Hoofdstuk III - Nauwere samenwerking - Main contents
Contents
- III-416: Algemene bepalingen nauwere samenwerking
- III-417: Betrekkingen met lidstaten die niet deelnemen aan de nauwere samenwerking
- III-418: Beginsel van toegankelijkheid
- III-419: Procedures voor inwerkingtreding nauwere samenwerking
- III-420: Procedure voor de latere deelneming van andere lidstaten
- III-421: Financiering
- III-422: Stemprocedures Raad bij nauwere samenwerking
- III-423: Coherentiebeginsel
- Toelichting Nederlandse regering
III-416: Algemene bepalingen nauwere samenwerking
Bij nauwere samenwerking worden de Grondwet en het recht van de Unie geëerbiedigd.
Nauwere samenwerking mag geen afbreuk doen aan de interne markt, noch aan de economische, sociale en territoriale samenhang. Zij mag geen belemmering of discriminatie in de handel tussen de lidstaten vormen, en zij mag de mededinging tussen de lidstaten niet verstoren.
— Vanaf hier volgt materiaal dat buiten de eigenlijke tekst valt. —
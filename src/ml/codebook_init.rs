// ============================================================
// Layer 5 — Codebook Initializer
// ============================================================
// Builds the discrete codebook once, between the continuous
// and discrete phases:
//
//   1. Run the continuous encoder (inference copy, no autodiff)
//      over at most `max_gather_steps` training batches
//   2. Flatten every batch's [batch, latent_len, d_latent]
//      output into a host-side pool of d_latent vectors
//   3. Cluster the pool into exactly `vocab_size` centroids
//   4. Place the centroids on the training device
//
// The initializer only reads the encoder. Installing the
// codebook and switching the encoder to quantised mode is
// the orchestrator's job.

use anyhow::{anyhow, Result};
use burn::prelude::*;
use std::time::Instant;

use crate::data::batcher::TokenBatcher;
use crate::domain::{error::TrainError, traits::BatchStream};
use crate::ml::{
    kmeans::{minibatch_kmeans, tensor_kmeans, ClusterAlgorithm, FeaturePool, KMeansSettings},
    model::{Codebook, Encoder},
};

#[derive(Debug, Clone)]
pub struct CodebookInitializer {
    pub algorithm:        ClusterAlgorithm,
    /// Number of centroids to produce
    pub vocab_size:       usize,
    /// Batches run through the encoder to gather features
    pub max_gather_steps: usize,
    /// Clustering iteration cap
    pub max_kmeans_steps: usize,
}

impl CodebookInitializer {
    /// Encode up to `max_gather_steps` batches and pool their latent vectors.
    ///
    /// `encoder` must be an inference copy (e.g. from `valid()`); its
    /// codebook, if any, is ignored and the continuous output is used.
    pub fn gather<B: Backend>(
        &self,
        encoder: &Encoder<B>,
        stream:  &dyn BatchStream,
        device:  &B::Device,
    ) -> Result<FeaturePool> {
        let batcher = TokenBatcher::<B>::new(device.clone());
        let mut pool: Option<FeaturePool> = None;

        for batch in stream.batches().take(self.max_gather_steps) {
            let latents = encoder.encode_continuous(batcher.batch(&batch));
            let [b, n, dim] = latents.dims();
            let values: Vec<f32> = latents
                .reshape([b * n, dim])
                .into_data()
                .convert::<f32>()
                .to_vec::<f32>()
                .map_err(|e| anyhow!("Cannot read encoder output: {e:?}"))?;
            pool.get_or_insert_with(|| FeaturePool::new(dim)).extend(&values);
        }

        let pool = pool
            .filter(|p| !p.is_empty())
            .ok_or(TrainError::EmptyFeaturePool(self.max_gather_steps))?;
        tracing::info!("Gathered {} feature vectors of width {}", pool.len(), pool.dim());
        Ok(pool)
    }

    /// Cluster a feature pool into a `vocab_size` codebook on `device`.
    pub fn cluster<B: Backend>(&self, pool: &FeaturePool, device: &B::Device) -> Result<Codebook<B>> {
        if self.vocab_size == 0 {
            return Err(TrainError::EmptyCodebook.into());
        }
        if pool.is_empty() {
            return Err(TrainError::EmptyFeaturePool(self.max_gather_steps).into());
        }
        if pool.len() < self.vocab_size {
            return Err(TrainError::FeaturePoolTooSmall { pool: pool.len(), vocab_size: self.vocab_size }.into());
        }

        let settings = KMeansSettings::for_algorithm(
            self.algorithm, self.vocab_size, self.max_kmeans_steps, pool.len(),
        );
        tracing::info!(
            "Running {} k-means on {} vectors with {} centroids...",
            self.algorithm, pool.len(), self.vocab_size
        );

        let start = Instant::now();
        let centroids = match self.algorithm {
            ClusterAlgorithm::MiniBatch => {
                let values = minibatch_kmeans(pool, &settings);
                Tensor::<B, 2>::from_data(TensorData::new(values, [self.vocab_size, pool.dim()]), device)
            }
            ClusterAlgorithm::Tensor => tensor_kmeans::<B>(pool, &settings, device),
        };
        tracing::info!("KMeans took {:.2} seconds.", start.elapsed().as_secs_f64());

        Ok(Codebook::from_tensor(centroids))
    }

    /// gather + cluster.
    pub fn initialize<B: Backend>(
        &self,
        encoder:         &Encoder<B::InnerBackend>,
        stream:          &dyn BatchStream,
        device:          &B::Device,
    ) -> Result<Codebook<B>>
    where
        B: burn::tensor::backend::AutodiffBackend,
    {
        let pool = self.gather::<B::InnerBackend>(encoder, stream, device)?;
        self.cluster::<B>(&pool, device)
    }
}
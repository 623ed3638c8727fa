// ============================================================
// Layer 3 — TokenBatch Domain Type
// ============================================================
// A batch is a row-major [batch_size, seq_len] grid of token
// ids. Byte tokens are 0..=255; bit tokens are 0 or 1.
//
// Batches are produced by the data layer and never mutated
// afterwards. The ml layer turns them into device tensors
// through TokenBatcher.

use serde::{Deserialize, Serialize};

#[derive(Debug, Clone, PartialEq, Eq, Serialize, Deserialize)]
pub struct TokenBatch {
    tokens:     Vec<u32>,
    batch_size: usize,
    seq_len:    usize,
}

impl TokenBatch {
    /// Stack equally long rows into one batch.
    ///
    /// # Panics
    /// Panics if `rows` is empty or the rows differ in length.
    /// Datasets only ever hand over full, pre-chunked rows.
    pub fn from_rows(rows: &[Vec<u32>]) -> Self {
        assert!(!rows.is_empty(), "a batch needs at least one row");
        let seq_len = rows[0].len();
        assert!(
            rows.iter().all(|r| r.len() == seq_len),
            "all rows of a batch must have length {seq_len}"
        );
        let tokens = rows.iter().flatten().copied().collect();
        Self { tokens, batch_size: rows.len(), seq_len }
    }

    pub fn batch_size(&self) -> usize { self.batch_size }

    pub fn seq_len(&self) -> usize { self.seq_len }

    pub fn shape(&self) -> [usize; 2] { [self.batch_size, self.seq_len] }

    /// Flattened row-major tokens.
    pub fn tokens(&self) -> &[u32] { &self.tokens }

    pub fn row(&self, index: usize) -> &[u32] {
        let start = index * self.seq_len;
        &self.tokens[start..start + self.seq_len]
    }
}

/// Render a token row as the comma separated form used in diagnostics.
pub fn format_tokens(tokens: &[u32]) -> String {
    tokens.iter().map(|t| t.to_string()).collect::<Vec<_>>().join(",")
}

#[cfg(test)]
mod tests {
    use super::*;

    #[test]
    fn test_from_rows_is_row_major() {
        let batch = TokenBatch::from_rows(&[vec![1, 2, 3], vec![4, 5, 6]]);
        assert_eq!(batch.shape(), [2, 3]);
        assert_eq!(batch.tokens(), &[1, 2, 3, 4, 5, 6]);
        assert_eq!(batch.row(1), &[4, 5, 6]);
    }

    #[test]
    #[should_panic]
    fn test_ragged_rows_are_rejected() {
        let _ = TokenBatch::from_rows(&[vec![1, 2], vec![3]]);
    }

    #[test]
    fn test_format_tokens() {
        assert_eq!(format_tokens(&[0, 17, 255]), "0,17,255");
    }
}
III-417: Betrekkingen met lidstaten die niet deelnemen aan de nauwere samenwerking
Bij nauwere samenwerking worden de bevoegdheden, rechten en verplichtingen van de lidstaten die er niet aan deelnemen, geëerbiedigd. De niet-deelnemende lidstaten belemmeren niet de uitvoering ervan door de deelnemende lidstaten.
III-418: Beginsel van toegankelijkheid
-
1.Nauwere samenwerking staat open voor alle lidstaten op het moment waarop zij wordt aangegaan, mits de deelnemingsvoorwaarden worden nageleefd die eventueel zijn vastgesteld bij het Europese besluit waarbij toestemming wordt verleend. Deelneming op een later tijdstip blijft steeds mogelijk, mits, naast de bovenbedoelde eventuele voorwaarden, de in dit kader reeds vastgestelde handelingen worden nageleefd.
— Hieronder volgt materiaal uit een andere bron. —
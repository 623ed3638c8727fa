//! Global-norm gradient clipping across every parameter of a module.
//!
//! Burn's built-in `GradientClipping` works per parameter tensor. The
//! autoencoder is clipped as a whole: one L2 norm over all gradients of
//! encoder, codebook and decoder together, and one shared scale factor.

use burn::{
    module::{Module, ModuleVisitor, Param},
    optim::GradientsParams,
    prelude::*,
    tensor::backend::AutodiffBackend,
};

struct SquaredNorm<'a> {
    grads: &'a GradientsParams,
    total: f64,
}

impl<B: AutodiffBackend> ModuleVisitor<B> for SquaredNorm<'_> {
    fn visit_float<const D: usize>(&mut self, param: &Param<Tensor<B, D>>) {
        if let Some(grad) = self.grads.get::<B::InnerBackend, D>(param.id) {
            self.total += grad.powf_scalar(2.0).sum().into_scalar().elem::<f64>();
        }
    }
}

struct Rescale<'a> {
    grads: &'a mut GradientsParams,
    scale: f64,
}

impl<B: AutodiffBackend> ModuleVisitor<B> for Rescale<'_> {
    fn visit_float<const D: usize>(&mut self, param: &Param<Tensor<B, D>>) {
        if let Some(grad) = self.grads.remove::<B::InnerBackend, D>(param.id) {
            self.grads.register::<B::InnerBackend, D>(param.id, grad.mul_scalar(self.scale));
        }
    }
}

/// L2 norm over all of `module`'s gradients.
pub fn global_grad_norm<B: AutodiffBackend, M: Module<B>>(module: &M, grads: &GradientsParams) -> f64 {
    let mut visitor = SquaredNorm { grads, total: 0.0 };
    module.visit(&mut visitor);
    visitor.total.sqrt()
}

/// Scale all gradients so their joint norm is at most `max_norm`.
/// Returns the norm before clipping.
pub fn clip_grad_norm<B: AutodiffBackend, M: Module<B>>(
    module:   &M,
    mut grads: GradientsParams,
    max_norm: f64,
) -> (GradientsParams, f64) {
    let norm = global_grad_norm::<B, M>(module, &grads);
    if norm > max_norm {
        let mut visitor = Rescale { grads: &mut grads, scale: max_norm / (norm + 1e-6) };
        module.visit(&mut visitor);
    }
    (grads, norm)
}
// ============================================================
// Layer 3 — Phases and Roles
// ============================================================
// A run moves through three phases, in order, at most once:
//
//   Continuous ──► CodebookInit ──► Discrete (loops until the
//                                   cycle budget is spent)
//
// Restoring a discrete checkpoint jumps straight to Discrete.
// The phase belongs to the orchestrator, not to the model.

use serde::{Deserialize, Serialize};
use std::fmt;

#[derive(Debug, Clone, Copy, PartialEq, Eq, Serialize, Deserialize)]
pub enum Phase {
    /// Encoder and decoder train with quantisation disabled
    Continuous,
    /// One-shot clustering of encoder outputs into a codebook
    CodebookInit,
    /// Training through the quantisation boundary
    Discrete,
}

impl Phase {
    /// Directory-name tag used for this phase's checkpoints.
    pub fn dir_tag(&self) -> &'static str {
        match self {
            Phase::Continuous   => "continuous",
            Phase::CodebookInit => "codebook_init",
            Phase::Discrete     => "discrete",
        }
    }
}

impl fmt::Display for Phase {
    fn fmt(&self, f: &mut fmt::Formatter<'_>) -> fmt::Result {
        f.write_str(self.dir_tag())
    }
}

/// What a persisted artifact holds.
#[derive(Debug, Clone, Copy, PartialEq, Eq, Hash, Serialize, Deserialize)]
pub enum ModelRole {
    Encoder,
    Decoder,
    /// Adam moments for the joint encoder+decoder parameters
    Optimizer,
}

impl ModelRole {
    pub const ALL: [ModelRole; 3] = [ModelRole::Encoder, ModelRole::Decoder, ModelRole::Optimizer];

    /// Filename stem prefix, e.g. `encoder_model` in `encoder_model_step_500`.
    pub fn file_prefix(&self) -> &'static str {
        match self {
            ModelRole::Encoder   => "encoder_model",
            ModelRole::Decoder   => "decoder_model",
            ModelRole::Optimizer => "optimizer_state",
        }
    }
}

impl fmt::Display for ModelRole {
    fn fmt(&self, f: &mut fmt::Formatter<'_>) -> fmt::Result {
        match self {
            ModelRole::Encoder   => f.write_str("encoder"),
            ModelRole::Decoder   => f.write_str("decoder"),
            ModelRole::Optimizer => f.write_str("optimizer"),
        }
    }
}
De Commissie en de aan een nauwere samenwerking deelnemende lidstaten, zien erop toe dat de deelneming van zoveel mogelijk lidstaten wordt bevorderd.
-
2.De Commissie en in voorkomend geval de minister van Buitenlandse Zaken van de Unie stellen het Europees Parlement en de Raad regelmatig op de hoogte van het verloop van de nauwere samenwerking.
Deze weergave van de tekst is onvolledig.